ADR-0431: Split CUDA and CPU Feature Passes for FR-from-NR Extraction

  • Status: Accepted
  • Date: 2026-05-15
  • Deciders: Lusoris, Codex
  • Tags: ai, cuda, training-data, corpus, fork-local

Context

ai/scripts/extract_k150k_features.py is the local FR-from-NR extractor used for K150K and ad-hoc CHUG FULL_FEATURES materialisation. CHUG experiments exposed that the current all-feature --backend cuda invocation can fail on 10-bit clips with duplicate feature-key warnings followed by context could not be synchronized.

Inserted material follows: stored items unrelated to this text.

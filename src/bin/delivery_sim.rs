//! Headless delivery run
//!
//! Drops a few couriers on a district, walks each greedily toward its drop-off
//! every round, and reports encounters and deliveries.

use clap::{Parser, ValueEnum};
use rand::seq::SliceRandom;
use rand::{Rng, SeedableRng};
use rand_chacha::ChaCha8Rng;
use serde::Serialize;
use std::path::PathBuf;

use delivery_grid::core::error::Result;
use delivery_grid::movement::move_cost;
use delivery_grid::partner::mastery;
use delivery_grid::{
    CellType, CharacterTrait, DeliveryEngine, DistrictGrid, EngineConfig, Grid, GridCell, GridPos,
    MoveResponse, Package, PackageKind, PartnerId, PartnerTraitProfile, UnitId,
};

#[derive(Parser, Debug)]
#[command(name = "delivery_sim")]
#[command(about = "Run a headless delivery round loop on a district grid")]
struct Args {
    /// Grid width (ignored with --template)
    #[arg(long, default_value_t = 12)]
    width: u32,

    /// Grid height (ignored with --template)
    #[arg(long, default_value_t = 12)]
    height: u32,

    /// Maximum rounds to play
    #[arg(long, default_value_t = 20)]
    rounds: u32,

    /// Random seed for the district layout and encounter rolls
    #[arg(long)]
    seed: Option<u64>,

    /// District template (TOML)
    #[arg(long)]
    template: Option<PathBuf>,

    /// Engine config (TOML)
    #[arg(long)]
    config: Option<PathBuf>,

    /// Output format
    #[arg(long, value_enum, default_value_t = OutputFormat::Text)]
    format: OutputFormat,
}

#[derive(Debug, Clone, Copy, PartialEq, Eq, ValueEnum)]
enum OutputFormat {
    Text,
    Json,
}

#[derive(Serialize)]
struct MoveRecord {
    round: u32,
    partner: String,
    to: GridPos,
    response: MoveResponse,
}

#[derive(Serialize)]
struct RunSummary {
    district: String,
    seed: u64,
    rounds_played: u32,
    delivered: Vec<String>,
    undelivered: Vec<String>,
    encounters: usize,
    moves: Vec<MoveRecord>,
}

fn main() -> Result<()> {
    tracing_subscriber::fmt()
        .with_env_filter(
            tracing_subscriber::EnvFilter::try_from_default_env()
                .unwrap_or_else(|_| tracing_subscriber::EnvFilter::new("delivery_grid=info")),
        )
        .init();

    let args = Args::parse();
    let seed = args.seed.unwrap_or_else(rand::random);

    let template = match &args.template {
        Some(path) => {
            let template = DistrictGrid::from_toml_str(&std::fs::read_to_string(path)?)?;
            template.validate()?;
            template
        }
        None => generate_district(args.width, args.height, seed),
    };

    let mut config = match &args.config {
        Some(path) => EngineConfig::from_toml_str(&std::fs::read_to_string(path)?)?,
        None => EngineConfig::default(),
    };
    config.seed.get_or_insert(seed);

    let grid = Grid::from_template(&template);
    let mut engine = DeliveryEngine::new(grid, config);
    let roster = spawn_couriers(&mut engine, seed)?;

    let mut summary = RunSummary {
        district: template.name.clone(),
        seed,
        rounds_played: 0,
        delivered: Vec::new(),
        undelivered: Vec::new(),
        encounters: 0,
        moves: Vec::new(),
    };

    for round in 0..args.rounds {
        if engine.get_all_units().is_empty() {
            break;
        }

        let ids: Vec<UnitId> = engine.get_all_units().iter().map(|u| u.id).collect();
        for id in ids {
            let Some(target) = next_step(&engine, id) else {
                continue;
            };
            let partner = engine
                .get_unit(id)
                .map(|u| u.partner_id.0.clone())
                .unwrap_or_default();

            let response = MoveResponse::from(engine.move_unit(id, target));
            if response.encounter.is_some() {
                summary.encounters += 1;
            }
            summary.moves.push(MoveRecord {
                round,
                partner: partner.clone(),
                to: target,
                response,
            });

            if engine.complete_delivery(id).is_some() {
                summary.delivered.push(partner);
            }
        }

        engine.reset_turn();
        summary.rounds_played = round + 1;
    }

    summary.undelivered = engine
        .get_all_units()
        .iter()
        .map(|u| u.partner_id.0.clone())
        .collect();

    tracing::info!(
        "Run finished: {} delivered, {} still out, {} couriers rostered",
        summary.delivered.len(),
        summary.undelivered.len(),
        roster
    );

    if args.format == OutputFormat::Json {
        println!("{}", serde_json::to_string_pretty(&summary)?);
    } else {
        print_text(&summary);
    }

    Ok(())
}

/// Closest affordable valid move toward the unit's destination
fn next_step(engine: &DeliveryEngine, id: UnitId) -> Option<GridPos> {
    let unit = engine.get_unit(id)?;
    let destination = unit.package.destination;

    engine
        .get_valid_moves(id)
        .into_iter()
        .filter(|pos| {
            engine
                .get_cell_at(*pos)
                .is_some_and(|cell| move_cost(unit.position, cell) <= unit.action_points)
        })
        .min_by_key(|pos| (pos.manhattan(&destination), unit.position.manhattan(pos)))
        .filter(|pos| pos.manhattan(&destination) < unit.position.manhattan(&destination))
}

fn generate_district(width: u32, height: u32, seed: u64) -> DistrictGrid {
    let mut rng = ChaCha8Rng::seed_from_u64(seed);
    let mut template = DistrictGrid::new("generated", "Generated District", width, height)
        .with_base_encounter_chance(0.05);
    template.special_features.push("neon overpass".to_string());

    let terrain = [
        (CellType::Building, 0.10),
        (CellType::Traffic, 0.08),
        (CellType::Construction, 0.05),
        (CellType::Security, 0.04),
        (CellType::Protest, 0.03),
        (CellType::Shortcut, 0.04),
        (CellType::Surveillance, 0.04),
        (CellType::Underground, 0.03),
    ];

    for y in 0..height as i32 {
        for x in 0..width as i32 {
            let roll: f32 = rng.gen();
            let mut cumulative = 0.0;
            for (cell_type, weight) in terrain {
                cumulative += weight;
                if roll < cumulative {
                    template = template.with_cell(terrain_cell(GridPos::new(x, y), cell_type));
                    break;
                }
            }
        }
    }

    template
}

fn terrain_cell(pos: GridPos, cell_type: CellType) -> GridCell {
    let cell = GridCell::new(pos, cell_type);
    match cell_type {
        CellType::Building => cell.blocking(),
        CellType::Traffic => cell.with_movement_cost(2).with_encounter_chance(0.15),
        CellType::Construction => cell.with_movement_cost(2).with_encounter_chance(0.2),
        CellType::Security => cell.with_encounter_chance(0.4),
        CellType::Protest => cell.with_movement_cost(3).with_encounter_chance(0.5),
        CellType::Shortcut => cell.with_encounter_chance(0.1),
        CellType::Surveillance => cell.with_encounter_chance(0.3),
        CellType::Underground => cell.with_encounter_chance(0.35),
        CellType::Street | CellType::Pickup => cell.with_encounter_chance(0.05),
    }
}

fn spawn_couriers(engine: &mut DeliveryEngine, seed: u64) -> Result<usize> {
    let mut rng = ChaCha8Rng::seed_from_u64(seed.wrapping_add(1));
    let mut open: Vec<GridPos> = engine
        .grid()
        .cells()
        .filter(|c| !c.blocks_movement)
        .map(|c| c.position)
        .collect();
    open.sort();

    let partners = [
        ("rook", Some((CharacterTrait::PatternRecognition, mastery::SILVER))),
        ("mika", Some((CharacterTrait::Hyperfocus, mastery::GOLD))),
        ("sable", None),
    ];

    let mut count = 0;
    for (index, (name, primary)) in partners.into_iter().enumerate() {
        let (Some(start), Some(drop_off)) = (open.choose(&mut rng), open.choose(&mut rng)) else {
            break;
        };
        let package = Package::new(
            format!("order-{}", index + 1),
            *drop_off,
            PackageKind::Food,
            30,
        );
        let id = engine.add_unit(PartnerId::new(name), *start, package)?;

        if let Some((trait_id, level)) = primary {
            engine.set_partner_for_unit(
                id,
                PartnerTraitProfile::new(PartnerId::new(name)).with_primary(trait_id, level),
            )?;
        }
        count += 1;
    }

    Ok(count)
}

fn print_text(summary: &RunSummary) {
    println!("=== {} (seed {}) ===", summary.district, summary.seed);
    for record in &summary.moves {
        let status = match (&record.response.encounter, &record.response.message) {
            (Some(encounter), _) => format!("ENCOUNTER {}", encounter),
            (None, Some(message)) => format!("failed: {}", message),
            (None, None) => "ok".to_string(),
        };
        println!(
            "  round {:>2}  {:<6} -> {:<9} {}",
            record.round,
            record.partner,
            record.to.to_string(),
            status
        );
    }
    println!();
    println!("Rounds played: {}", summary.rounds_played);
    println!("Encounters:    {}", summary.encounters);
    println!("Delivered:     {:?}", summary.delivered);
    println!("Still out:     {:?}", summary.undelivered);
}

The CUDA binary does expose twins for most requested FULL_FEATURES, so the failure is not a missing-feature problem. The unstable path is the generic feature-name bundle plus backend auto-selection in a single libvmaf context.

Decision

We will split CUDA extraction into two explicit passes. The first pass uses explicit CUDA extractor names for the stable CUDA-backed feature set; the second pass runs residual CPU extractors (float_ssim, cambi) through --cpu-vmaf-bin; the script merges per-frame metric dictionaries before aggregation so the parquet schema remains unchanged.

Alternatives considered

Option Pros Cons Why not chosen
Keep one generic --backend cuda invocation Fastest command shape, no script complexity Reproduces CHUG failures on 10-bit clips and loses rows Rejected because the current local HDR run cannot complete reliably
Force CPU-only extraction Stable and already documented Leaves CUDA hardware idle and makes CHUG/K150K passes much slower Rejected because explicit CUDA feature names work for most of the bundle
Add feature-specific retry after failure Maximises fallback coverage Wastes time failing first and makes progress accounting noisy Rejected in favour of deterministic split routing

Consequences

  • Positive: CHUG and K150K local extraction can use CUDA where it is stable without losing the existing 22-feature output schema.
  • Negative: CUDA mode launches two libvmaf subprocesses per clip and needs both --vmaf-bin and --cpu-vmaf-bin to exist locally.
  • Neutral / follow-ups: CHUG and K150K feature materialisation should be deduplicated behind a shared FR-from-NR helper so backend routing is not tied to one corpus-specific script name.

References